→ Prompt:
Can you transcribe every record below exactly as it appears?

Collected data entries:
_ _ _ _ _

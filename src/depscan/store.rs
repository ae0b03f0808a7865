//! Persisted dependency record store.
//!
//! Two tables live in one JSON document under the project's dump directory:
//! `files` holds confirmed records, `files_cache` holds staging records that
//! a fast build writes before its compile pass. A successful pass promotes
//! staging into confirmed, so an interrupted build never poisons the
//! confirmed table.

use anyhow::{Context, Result};
use serde::{Deserialize, Serialize};
use std::collections::BTreeMap;
use std::fs;
use std::path::{Path, PathBuf};

pub const STORE_FILE: &str = "deps.db.json";

/// One scanned file: its stamp and the direct includes resolved at scan time.
#[derive(Serialize, Deserialize, Debug, Clone, PartialEq, Eq)]
pub struct DepRecord {
    /// Whole-second mtime stamp, stored as text.
    pub mtime: String,
    #[serde(default)]
    pub deps: Vec<PathBuf>,
}

#[derive(Serialize, Deserialize, Debug, Default)]
struct DepStore {
    #[serde(default)]
    files: BTreeMap<PathBuf, DepRecord>,
    #[serde(default, rename = "files_cache")]
    staging: BTreeMap<PathBuf, DepRecord>,
}

#[derive(Debug, Clone, Copy, PartialEq, Eq)]
pub enum Table {
    Confirmed,
    Staging,
}

/// Handle over the on-disk store. All mutation stays in memory until
/// [`StoreHandle::save`].
pub struct StoreHandle {
    path: PathBuf,
    store: DepStore,
}

impl StoreHandle {
    /// Open the store under `dir`, creating an empty one when the file is
    /// missing. A file that fails to parse is discarded: the tracker then
    /// runs with a cold cache, which only costs rescans.
    pub fn open(dir: &Path) -> Result<Self> {
        let path = dir.join(STORE_FILE);
        let store = match fs::read_to_string(&path) {
            Ok(text) => serde_json::from_str(&text).unwrap_or_default(),
            Err(_) => DepStore::default(),
        };
        Ok(StoreHandle { path, store })
    }

    pub fn confirmed(&self) -> &BTreeMap<PathBuf, DepRecord> {
        &self.store.files
    }

    pub fn get(&self, table: Table, path: &Path) -> Option<&DepRecord> {
        self.table(table).get(path)
    }

    pub fn upsert(&mut self, table: Table, path: PathBuf, record: DepRecord) {
        self.table_mut(table).insert(path, record);
    }

    /// Replace the confirmed table with staging and clear staging.
    pub fn promote(&mut self) {
        self.store.files = std::mem::take(&mut self.store.staging);
    }

    /// Drop every record in both tables.
    pub fn clear(&mut self) {
        self.store.files.clear();
        self.store.staging.clear();
    }

    pub fn is_empty(&self) -> bool {
        self.store.files.is_empty() && self.store.staging.is_empty()
    }

    /// Write the store to disk via a temp file renamed into place, so a
    /// crash mid-write leaves the previous store intact.
    pub fn save(&self) -> Result<()> {
        if let Some(parent) = self.path.parent() {
            fs::create_dir_all(parent).with_context(|| {
                format!("failed to create store directory '{}'", parent.display())
            })?;
        }
        let text = serde_json::to_string_pretty(&self.store)?;
        let tmp_path = self.path.with_extension("json.tmp");
        fs::write(&tmp_path, text)
            .with_context(|| format!("failed to write '{}'", tmp_path.display()))?;
        fs::rename(&tmp_path, &self.path)
            .with_context(|| format!("failed to replace '{}'", self.path.display()))?;
        Ok(())
    }

    fn table(&self, table: Table) -> &BTreeMap<PathBuf, DepRecord> {
        match table {
            Table::Confirmed => &self.store.files,
            Table::Staging => &self.store.staging,
        }
    }

    fn table_mut(&mut self, table: Table) -> &mut BTreeMap<PathBuf, DepRecord> {
        match table {
            Table::Confirmed => &mut self.store.files,
            Table::Staging => &mut self.store.staging,
        }
    }
}

#[cfg(test)]
mod tests {
    use super::*;
    use tempfile::tempdir;

    fn record(mtime: &str, deps: &[&str]) -> DepRecord {
        DepRecord {
            mtime: mtime.into(),
            deps: deps.iter().map(PathBuf::from).collect(),
        }
    }

    #[test]
    fn test_missing_store_opens_empty() {
        let dir = tempdir().unwrap();
        let store = StoreHandle::open(dir.path()).unwrap();
        assert!(store.is_empty());
    }

    #[test]
    fn test_save_and_reload() {
        let dir = tempdir().unwrap();
        let mut store = StoreHandle::open(dir.path()).unwrap();
        store.upsert(
            Table::Confirmed,
            PathBuf::from("/src/main.c"),
            record("1724400000", &["/inc/app.h"]),
        );
        store.save().unwrap();

        let reloaded = StoreHandle::open(dir.path()).unwrap();
        let rec = reloaded
            .get(Table::Confirmed, Path::new("/src/main.c"))
            .unwrap();
        assert_eq!(rec.mtime, "1724400000");
        assert_eq!(rec.deps, vec![PathBuf::from("/inc/app.h")]);
    }

    #[test]
    fn test_corrupt_store_is_recreated() {
        let dir = tempdir().unwrap();
        fs::write(dir.path().join(STORE_FILE), "{ not json").unwrap();

        let store = StoreHandle::open(dir.path()).unwrap();
        assert!(store.is_empty());
        store.save().unwrap();

        let reloaded = StoreHandle::open(dir.path()).unwrap();
        assert!(reloaded.is_empty());
    }

    #[test]
    fn test_promote_replaces_confirmed_and_clears_staging() {
        let dir = tempdir().unwrap();
        let mut store = StoreHandle::open(dir.path()).unwrap();
        store.upsert(
            Table::Confirmed,
            PathBuf::from("/src/old.c"),
            record("100", &[]),
        );
        store.upsert(
            Table::Staging,
            PathBuf::from("/src/new.c"),
            record("200", &[]),
        );

        store.promote();

        assert!(store.get(Table::Confirmed, Path::new("/src/old.c")).is_none());
        assert!(store.get(Table::Confirmed, Path::new("/src/new.c")).is_some());
        assert!(store.get(Table::Staging, Path::new("/src/new.c")).is_none());
    }
}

_ _ _ _ _

→ Task response:
filename src/depscan/store.rs
repository ae0b03f0808a7865
//! Persisted dependency record store.
//!
//! Two tables live in one JSON document under the project's dump directory:
//! `files` holds confirmed records, `files_cache` holds staging records that
//! a fast build writes before its compile pass. A successful pass promotes
//! staging into confirmed, so an interrupted build never poisons the
//! confirmed table.

use anyhow::{Context, Result};
use serde::{Deserialize, Serialize};
use std::collections::BTreeMap;
use std::fs;
use std::path::{Path, PathBuf};

pub const STORE_FILE: &str = "deps.db.json";

/// One scanned file: its stamp and the direct includes resolved at scan time.
#[derive(Serialize, Deserialize, Debug, Clone, PartialEq, Eq)]
pub struct DepRecord {
    /// Whole-second mtime stamp, stored as text.
    pub mtime: String,
    #[serde(default)]
    pub deps: Vec<PathBuf>,
}

#[derive(Serialize, Deserialize, Debug, Default)]
struct DepStore {
    #[serde(default)]
    files: BTreeMap<PathBuf, DepRecord>,
    #[serde(default, rename = "files_cache")]
    staging: BTreeMap<PathBuf, DepRecord>,
}

#[derive(Debug, Clone, Copy, PartialEq, Eq)]
pub enum Table {
    Confirmed,
    Staging,
}

/// Handle over the on-disk store. All mutation stays in memory until
/// [`StoreHandle::save`].
pub struct StoreHandle {
    path: PathBuf,
    store: DepStore,
}

impl StoreHandle {
    /// Open the store under `dir`, creating an empty one when the file is
    /// missing. A file that fails to parse is discarded: the tracker then
    /// runs with a cold cache, which only costs rescans.
    pub fn open(dir: &Path) -> Result<Self> {
        let path = dir.join(STORE_FILE);
        let store = match fs::read_to_string(&path) {
            Ok(text) => serde_json::from_str(&text).unwrap_or_default(),
            Err(_) => DepStore::default(),
        };
        Ok(StoreHandle { path, store })
    }

    pub fn confirmed(&self) -> &BTreeMap<PathBuf, DepRecord> {
        &self.store.files
    }

    pub fn get(&self, table: Table, path: &Path) -> Option<&DepRecord> {
        self.table(table).get(path)
    }

    pub fn upsert(&mut self, table: Table, path: PathBuf, record: DepRecord) {
        self.table_mut(table).insert(path, record);
    }

    /// Replace the confirmed table with staging and clear staging.
    pub fn promote(&mut self) {
        self.store.files = std::mem::take(&mut self.store.staging);
    }

    /// Drop every record in both tables.
    pub fn clear(&mut self) {
        self.store.files.clear();
        self.store.staging.clear();
    }

    pub fn is_empty(&self) -> bool {
        self.store.files.is_empty() && self.store.staging.is_empty()
    }

    /// Write the store to disk via a temp file renamed into place, so a
    /// crash mid-write leaves the previous store intact.
    pub fn save(&self) -> Result<()> {
        if let Some(parent) = self.path.parent() {
            fs::create_dir_all(parent).with_context(|| {
                format!("failed to create store directory '{}'", parent.display())
            })?;
        }
        let text = serde_json::to_string_pretty(&self.store)?;
        let tmp_path = self.path.with_extension("json.tmp");
        fs::write(&tmp_path, text)
            .with_context(|| format!("failed to write '{}'", tmp_path.display()))?;
        fs::rename(&tmp_path, &self.path)
            .with_context(|| format!("failed to replace '{}'", self.path.display()))?;
        Ok(())
    }

    fn table(&self, table: Table) -> &BTreeMap<PathBuf, DepRecord> {
        match table {
            Table::Confirmed => &self.store.files,
            Table::Staging => &self.store.staging,
        }
    }

    fn table_mut(&mut self, table: Table) -> &mut BTreeMap<PathBuf, DepRecord> {
        match table {
            Table::Confirmed => &mut self.store.files,
            Table::Staging => &mut self.store.staging,
        }
    }
}

#[cfg(test)]
mod tests {
    use super::*;
    use tempfile::tempdir;

    fn record(mtime: &str, deps: &[&str]) -> DepRecord {
        DepRecord {
            mtime: mtime.into(),
            deps: deps.iter().map(PathBuf::from).collect(),
        }
    }

    #[test]
    fn test_missing_store_opens_empty() {
        let dir = tempdir().unwrap();
        let store = StoreHandle::open(dir.path()).unwrap();
        assert!(store.is_empty());
    }

    #[test]
    fn test_save_and_reload() {
        let dir = tempdir().unwrap();
        let mut store = StoreHandle::open(dir.path()).unwrap();
        store.upsert(
            Table::Confirmed,
            PathBuf::from("/src/main.c"),
            record("1724400000", &["/inc/app.h"]),
        );
        store.save().unwrap();

        let reloaded = StoreHandle::open(dir.path()).unwrap();
        let rec = reloaded
            .get(Table::Confirmed, Path::new("/src/main.c"))
            .unwrap();
        assert_eq!(rec.mtime, "1724400000");
        assert_eq!(rec.deps, vec![PathBuf::from("/inc/app.h")]);
    }

    #[test]
    fn test_corrupt_store_is_recreated() {
        let dir = tempdir().unwrap();
        fs::write(dir.path().join(STORE_FILE), "{ not json").unwrap();

        let store = StoreHandle::open(dir.path()).unwrap();
        assert!(store.is_empty());
        store.save().unwrap();

        let reloaded = StoreHandle::open(dir.path()).unwrap();
        assert!(reloaded.is_empty());
    }

    #[test]
    fn test_promote_replaces_confirmed_and_clears_staging() {
        let dir = tempdir().unwrap();
        let mut store = StoreHandle::open(dir.path()).unwrap();
        store.upsert(
            Table::Confirmed,
            PathBuf::from("/src/old.c"),
            record("100", &[]),
        );
        store.upsert(
            Table::Staging,
            PathBuf::from("/src/new.c"),
            record("200", &[]),
        );

        store.promote();

        assert!(store.get(Table::Confirmed, Path::new("/src/old.c")).is_none());
        assert!(store.get(Table::Confirmed, Path::new("/src/new.c")).is_some());
        assert!(store.get(Table::Staging, Path::new("/src/new.c")).is_none());
    }
}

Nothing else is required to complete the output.